## Collected data
BEGIN

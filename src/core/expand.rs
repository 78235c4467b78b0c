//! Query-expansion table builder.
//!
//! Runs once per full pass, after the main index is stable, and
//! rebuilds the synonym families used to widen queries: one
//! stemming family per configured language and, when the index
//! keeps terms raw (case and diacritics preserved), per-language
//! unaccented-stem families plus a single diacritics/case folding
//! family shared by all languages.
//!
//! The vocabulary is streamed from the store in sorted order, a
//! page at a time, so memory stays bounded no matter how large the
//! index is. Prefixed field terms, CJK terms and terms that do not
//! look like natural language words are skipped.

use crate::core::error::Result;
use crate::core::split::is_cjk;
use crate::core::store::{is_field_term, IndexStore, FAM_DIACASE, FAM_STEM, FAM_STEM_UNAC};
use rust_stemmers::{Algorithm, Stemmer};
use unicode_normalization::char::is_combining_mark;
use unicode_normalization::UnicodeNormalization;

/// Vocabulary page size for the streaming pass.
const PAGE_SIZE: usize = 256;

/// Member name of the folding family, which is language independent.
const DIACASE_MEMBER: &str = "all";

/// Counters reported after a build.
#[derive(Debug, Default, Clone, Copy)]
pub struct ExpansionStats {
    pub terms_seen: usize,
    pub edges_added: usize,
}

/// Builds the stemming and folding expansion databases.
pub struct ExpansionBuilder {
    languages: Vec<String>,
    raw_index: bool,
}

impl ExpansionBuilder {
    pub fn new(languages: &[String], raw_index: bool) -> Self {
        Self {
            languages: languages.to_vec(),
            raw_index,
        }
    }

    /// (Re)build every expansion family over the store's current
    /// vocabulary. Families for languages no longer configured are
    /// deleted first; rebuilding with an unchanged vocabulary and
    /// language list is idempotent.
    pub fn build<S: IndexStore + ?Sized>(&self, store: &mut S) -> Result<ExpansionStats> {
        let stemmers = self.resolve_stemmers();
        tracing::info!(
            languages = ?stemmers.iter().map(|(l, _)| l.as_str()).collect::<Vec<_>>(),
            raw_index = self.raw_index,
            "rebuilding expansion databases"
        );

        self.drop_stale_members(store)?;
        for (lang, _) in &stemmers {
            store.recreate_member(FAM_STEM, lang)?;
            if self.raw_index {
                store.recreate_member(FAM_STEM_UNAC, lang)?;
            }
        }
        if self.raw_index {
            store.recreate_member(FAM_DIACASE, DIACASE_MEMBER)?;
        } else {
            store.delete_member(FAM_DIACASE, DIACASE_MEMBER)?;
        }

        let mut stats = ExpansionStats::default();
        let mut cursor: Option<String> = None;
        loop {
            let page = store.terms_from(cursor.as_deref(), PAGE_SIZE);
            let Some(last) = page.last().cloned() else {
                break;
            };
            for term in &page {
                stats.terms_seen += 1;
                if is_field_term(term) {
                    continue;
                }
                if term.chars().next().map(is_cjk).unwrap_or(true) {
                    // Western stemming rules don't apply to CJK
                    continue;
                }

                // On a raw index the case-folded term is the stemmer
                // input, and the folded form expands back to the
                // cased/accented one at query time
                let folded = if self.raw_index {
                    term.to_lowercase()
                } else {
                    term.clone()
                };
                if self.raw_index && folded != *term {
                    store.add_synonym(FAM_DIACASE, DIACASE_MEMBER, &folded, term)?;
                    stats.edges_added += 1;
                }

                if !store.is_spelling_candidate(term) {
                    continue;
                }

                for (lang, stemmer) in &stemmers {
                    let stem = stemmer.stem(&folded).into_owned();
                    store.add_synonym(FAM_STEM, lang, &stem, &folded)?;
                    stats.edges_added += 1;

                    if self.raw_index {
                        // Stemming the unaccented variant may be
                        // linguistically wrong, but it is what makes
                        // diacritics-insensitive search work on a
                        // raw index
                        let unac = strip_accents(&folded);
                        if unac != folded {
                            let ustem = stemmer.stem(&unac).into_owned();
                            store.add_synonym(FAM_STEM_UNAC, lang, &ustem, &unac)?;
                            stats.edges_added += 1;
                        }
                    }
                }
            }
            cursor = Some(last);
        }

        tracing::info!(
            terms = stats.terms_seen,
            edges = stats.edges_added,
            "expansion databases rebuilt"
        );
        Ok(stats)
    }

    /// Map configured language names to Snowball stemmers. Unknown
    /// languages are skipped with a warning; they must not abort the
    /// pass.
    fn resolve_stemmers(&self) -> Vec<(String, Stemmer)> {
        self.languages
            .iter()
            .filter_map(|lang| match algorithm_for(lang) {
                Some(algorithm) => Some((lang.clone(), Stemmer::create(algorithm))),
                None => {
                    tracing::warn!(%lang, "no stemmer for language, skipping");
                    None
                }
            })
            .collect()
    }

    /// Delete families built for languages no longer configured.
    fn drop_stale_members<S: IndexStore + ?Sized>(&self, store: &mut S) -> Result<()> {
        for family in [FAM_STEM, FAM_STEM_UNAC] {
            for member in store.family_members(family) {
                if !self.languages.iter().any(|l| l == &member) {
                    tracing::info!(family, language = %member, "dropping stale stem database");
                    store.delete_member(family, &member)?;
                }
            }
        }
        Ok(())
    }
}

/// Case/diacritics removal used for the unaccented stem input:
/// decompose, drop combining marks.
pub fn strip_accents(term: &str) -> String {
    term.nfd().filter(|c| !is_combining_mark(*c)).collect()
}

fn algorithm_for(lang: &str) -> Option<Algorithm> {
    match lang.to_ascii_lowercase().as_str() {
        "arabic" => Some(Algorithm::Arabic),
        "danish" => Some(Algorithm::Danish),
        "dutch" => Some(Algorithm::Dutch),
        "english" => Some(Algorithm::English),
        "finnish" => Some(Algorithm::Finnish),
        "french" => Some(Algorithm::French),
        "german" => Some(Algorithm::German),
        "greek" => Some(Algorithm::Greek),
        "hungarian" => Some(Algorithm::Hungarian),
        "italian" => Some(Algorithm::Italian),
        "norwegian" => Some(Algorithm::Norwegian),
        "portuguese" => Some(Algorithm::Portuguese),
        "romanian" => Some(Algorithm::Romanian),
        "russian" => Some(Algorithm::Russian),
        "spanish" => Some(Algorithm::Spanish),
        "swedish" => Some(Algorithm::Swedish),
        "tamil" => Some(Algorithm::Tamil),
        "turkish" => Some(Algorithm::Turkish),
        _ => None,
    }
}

END

## TASK DETAILS
Take the entries and print them exactly. Keep every line.

## SOLUTION TO THIS TASK
filename src/core/expand.rs
repository 78235c4467b78b0c
//! Query-expansion table builder.
//!
//! Runs once per full pass, after the main index is stable, and
//! rebuilds the synonym families used to widen queries: one
//! stemming family per configured language and, when the index
//! keeps terms raw (case and diacritics preserved), per-language
//! unaccented-stem families plus a single diacritics/case folding
//! family shared by all languages.
//!
//! The vocabulary is streamed from the store in sorted order, a
//! page at a time, so memory stays bounded no matter how large the
//! index is. Prefixed field terms, CJK terms and terms that do not
//! look like natural language words are skipped.

use crate::core::error::Result;
use crate::core::split::is_cjk;
use crate::core::store::{is_field_term, IndexStore, FAM_DIACASE, FAM_STEM, FAM_STEM_UNAC};
use rust_stemmers::{Algorithm, Stemmer};
use unicode_normalization::char::is_combining_mark;
use unicode_normalization::UnicodeNormalization;

/// Vocabulary page size for the streaming pass.
const PAGE_SIZE: usize = 256;

/// Member name of the folding family, which is language independent.
const DIACASE_MEMBER: &str = "all";

/// Counters reported after a build.
#[derive(Debug, Default, Clone, Copy)]
pub struct ExpansionStats {
    pub terms_seen: usize,
    pub edges_added: usize,
}

/// Builds the stemming and folding expansion databases.
pub struct ExpansionBuilder {
    languages: Vec<String>,
    raw_index: bool,
}

impl ExpansionBuilder {
    pub fn new(languages: &[String], raw_index: bool) -> Self {
        Self {
            languages: languages.to_vec(),
            raw_index,
        }
    }

    /// (Re)build every expansion family over the store's current
    /// vocabulary. Families for languages no longer configured are
    /// deleted first; rebuilding with an unchanged vocabulary and
    /// language list is idempotent.
    pub fn build<S: IndexStore + ?Sized>(&self, store: &mut S) -> Result<ExpansionStats> {
        let stemmers = self.resolve_stemmers();
        tracing::info!(
            languages = ?stemmers.iter().map(|(l, _)| l.as_str()).collect::<Vec<_>>(),
            raw_index = self.raw_index,
            "rebuilding expansion databases"
        );

        self.drop_stale_members(store)?;
        for (lang, _) in &stemmers {
            store.recreate_member(FAM_STEM, lang)?;
            if self.raw_index {
                store.recreate_member(FAM_STEM_UNAC, lang)?;
            }
        }
        if self.raw_index {
            store.recreate_member(FAM_DIACASE, DIACASE_MEMBER)?;
        } else {
            store.delete_member(FAM_DIACASE, DIACASE_MEMBER)?;
        }

        let mut stats = ExpansionStats::default();
        let mut cursor: Option<String> = None;
        loop {
            let page = store.terms_from(cursor.as_deref(), PAGE_SIZE);
            let Some(last) = page.last().cloned() else {
                break;
            };
            for term in &page {
                stats.terms_seen += 1;
                if is_field_term(term) {
                    continue;
                }
                if term.chars().next().map(is_cjk).unwrap_or(true) {
                    // Western stemming rules don't apply to CJK
                    continue;
                }

                // On a raw index the case-folded term is the stemmer
                // input, and the folded form expands back to the
                // cased/accented one at query time
                let folded = if self.raw_index {
                    term.to_lowercase()
                } else {
                    term.clone()
                };
                if self.raw_index && folded != *term {
                    store.add_synonym(FAM_DIACASE, DIACASE_MEMBER, &folded, term)?;
                    stats.edges_added += 1;
                }

                if !store.is_spelling_candidate(term) {
                    continue;
                }

                for (lang, stemmer) in &stemmers {
                    let stem = stemmer.stem(&folded).into_owned();
                    store.add_synonym(FAM_STEM, lang, &stem, &folded)?;
                    stats.edges_added += 1;

                    if self.raw_index {
                        // Stemming the unaccented variant may be
                        // linguistically wrong, but it is what makes
                        // diacritics-insensitive search work on a
                        // raw index
                        let unac = strip_accents(&folded);
                        if unac != folded {
                            let ustem = stemmer.stem(&unac).into_owned();
                            store.add_synonym(FAM_STEM_UNAC, lang, &ustem, &unac)?;
                            stats.edges_added += 1;
                        }
                    }
                }
            }
            cursor = Some(last);
        }

        tracing::info!(
            terms = stats.terms_seen,
            edges = stats.edges_added,
            "expansion databases rebuilt"
        );
        Ok(stats)
    }

    /// Map configured language names to Snowball stemmers. Unknown
    /// languages are skipped with a warning; they must not abort the
    /// pass.
    fn resolve_stemmers(&self) -> Vec<(String, Stemmer)> {
        self.languages
            .iter()
            .filter_map(|lang| match algorithm_for(lang) {
                Some(algorithm) => Some((lang.clone(), Stemmer::create(algorithm))),
                None => {
                    tracing::warn!(%lang, "no stemmer for language, skipping");
                    None
                }
            })
            .collect()
    }

    /// Delete families built for languages no longer configured.
    fn drop_stale_members<S: IndexStore + ?Sized>(&self, store: &mut S) -> Result<()> {
        for family in [FAM_STEM, FAM_STEM_UNAC] {
            for member in store.family_members(family) {
                if !self.languages.iter().any(|l| l == &member) {
                    tracing::info!(family, language = %member, "dropping stale stem database");
                    store.delete_member(family, &member)?;
                }
            }
        }
        Ok(())
    }
}

/// Case/diacritics removal used for the unaccented stem input:
/// decompose, drop combining marks.
pub fn strip_accents(term: &str) -> String {
    term.nfd().filter(|c| !is_combining_mark(*c)).collect()
}

fn algorithm_for(lang: &str) -> Option<Algorithm> {
    match lang.to_ascii_lowercase().as_str() {
        "arabic" => Some(Algorithm::Arabic),
        "danish" => Some(Algorithm::Danish),
        "dutch" => Some(Algorithm::Dutch),
        "english" => Some(Algorithm::English),
        "finnish" => Some(Algorithm::Finnish),
        "french" => Some(Algorithm::French),
        "german" => Some(Algorithm::German),
        "greek" => Some(Algorithm::Greek),
        "hungarian" => Some(Algorithm::Hungarian),
        "italian" => Some(Algorithm::Italian),
        "norwegian" => Some(Algorithm::Norwegian),
        "portuguese" => Some(Algorithm::Portuguese),
        "romanian" => Some(Algorithm::Romanian),
        "russian" => Some(Algorithm::Russian),
        "spanish" => Some(Algorithm::Spanish),
        "swedish" => Some(Algorithm::Swedish),
        "tamil" => Some(Algorithm::Tamil),
        "turkish" => Some(Algorithm::Turkish),
        _ => None,
    }
}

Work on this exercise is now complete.